Un’ulteriore conferma ci è generosamente data molti accreditati storici antichi che identificano anch’essi gli Hyksos con gli Shasu-Ebrei. Il primo ad aver identificato gli Hyksos con gli Ebrei fu Erodoto, nel V secolo a.C., nella sua famosa opera “Le Storie”, dove afferma che quando si parla degli ebrei e degli Hyksos, si sta in realtà parlando di una sola e stessa popolazione, dove l’esodo degli ebrei coincide con la cacciata degli Hyksos avvenuta sotto il faraone Ahmose (regno circa 1550 – 1525 a.C.).
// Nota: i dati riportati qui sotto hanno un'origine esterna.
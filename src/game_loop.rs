//! Frame-driven game loop
//!
//! Turns variable display frame durations into fixed `SIM_DT` ticks. Input
//! handlers write into the pending `TickInput`; one-shot inputs are cleared
//! after the tick that consumes them.

use crate::consts::*;
use crate::error::SetupError;
use crate::questions::QuestionBank;
use crate::sim::{GameState, Simulation, Snapshot, TickInput, tick};
use crate::tuning::Tuning;

#[derive(Debug, Clone)]
pub struct GameLoop {
    sim: Simulation,
    accumulator: f32,
    input: TickInput,
    /// Timestamp of the previous frame (ms)
    last_time: Option<f64>,
}

impl GameLoop {
    pub fn new(seed: u64, tuning: Tuning) -> Result<Self, SetupError> {
        let bank = QuestionBank::builtin()?;
        Ok(Self::from_sim(Simulation::new(seed, tuning, bank)?))
    }

    pub fn from_sim(sim: Simulation) -> Self {
        Self {
            sim,
            accumulator: 0.0,
            input: TickInput::default(),
            last_time: None,
        }
    }

    pub fn sim(&self) -> &Simulation {
        &self.sim
    }

    pub fn state(&self) -> GameState {
        self.sim.state
    }

    /// Pointer/keyboard position for the player's racket
    pub fn set_player_target(&mut self, y: f32) {
        self.input.target_y = Some(y);
    }

    pub fn press_start(&mut self) {
        self.input.start = true;
    }

    pub fn answer(&mut self, choice: usize) {
        self.input.answer = Some(choice);
    }

    pub fn restart(&mut self) {
        self.input.restart = true;
    }

    pub fn set_idle(&mut self, idle: bool) {
        self.input.idle_mode = idle;
    }

    /// Advance to the frame timestamp `now_ms`. Returns ticks run.
    pub fn frame(&mut self, now_ms: f64) -> u32 {
        let dt = match self.last_time {
            Some(last) => ((now_ms - last) / 1000.0) as f32,
            None => 0.0,
        };
        self.last_time = Some(now_ms);
        self.advance(dt)
    }

    /// Run simulation ticks for `dt` seconds of wall time
    pub fn advance(&mut self, dt: f32) -> u32 {
        let dt = if dt.is_finite() {
            dt.clamp(0.0, MAX_FRAME_DT)
        } else {
            0.0
        };
        self.accumulator += dt;

        let mut substeps = 0;
        while self.accumulator >= SIM_DT && substeps < MAX_SUBSTEPS {
            tick(&mut self.sim, &self.input, SIM_DT);
            self.accumulator -= SIM_DT;
            substeps += 1;

            // Clear one-shot inputs after processing
            self.input.start = false;
            self.input.answer = None;
            self.input.restart = false;
        }
        if substeps == MAX_SUBSTEPS {
            // Drop the backlog past the substep cap
            self.accumulator = self.accumulator.min(SIM_DT);
        }
        substeps
    }

    pub fn snapshot(&self) -> Snapshot {
        Snapshot::from_sim(&self.sim)
    }
}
Anche Giuseppe Flavio, sacerdote ebreo vissuto nel I secolo d.C., nella sua opera “Contro Apione” definisce gli Hyksos "...i nostri maggior antenati [...] i nostri progenitori [...] il nostro popolo". Tacito, senatore romano vissuto nel I e II secolo d.C., afferma anch’esso nelle “Historiae” che gli Ebrei ebbero origine da popolazioni scacciate dall'Egitto e che non si cibano del maiale essendo questo colpito dalla lebbra.
 
Non solo: soprattutto tra i primi Padri della Chiesa prevalse l’idea che gli ebrei e gli Hyksos fossero la stessa popolazione, idea già presente, oltre che in Erodoto ed in Giuseppe Flavio, anche nel famoso storico Diodoro Siculo nella sua “Bibliotheca Historica” e nella “Aegyptiaca” dello storico egiziano Manetone, vissuto nel III secolo a.C.
 
Ed è soprattutto da Manetone che possiamo attingere un maggior numero d’informazioni intorno alla vera storia degli ebrei: Manetone era un alto sacerdote egizio e, in quanto tale, poteva aver accesso ad una vasta gamma d’informazioni e di documenti storici sicuri, come ad esempio gli elenchi e gli archivi dei faraoni.
 
Questo storico rinnegava la versione biblica dell’esodo ebraico ritenendolo al pari di una favola; sosteneva invece che gli archivi ufficiali dei faraoni, dalla quale attingeva le sue notizie, raccontavano che gli ebrei, o Hyksos, furono volutamente espulsi dagli Egizi perché considerati al pari dei “lebbrosi”, oltre che malati, esclusivi, razzisti, xenofobi e “ribelli”.  

Insomma tutte caratteristiche che gli Egiziani attribuivano ai conquistatori Hyksos. In effetti entrambi i popoli, gli Hyksos e gli Ebrei, avevano origini
comuni in quanto gli Ebrei provenivano dalla terra di Canaan (Palestina) e gli Hyksos, secondo gli studiosi, dall'area del Vicino Oriente (Canaan, Siria etc.).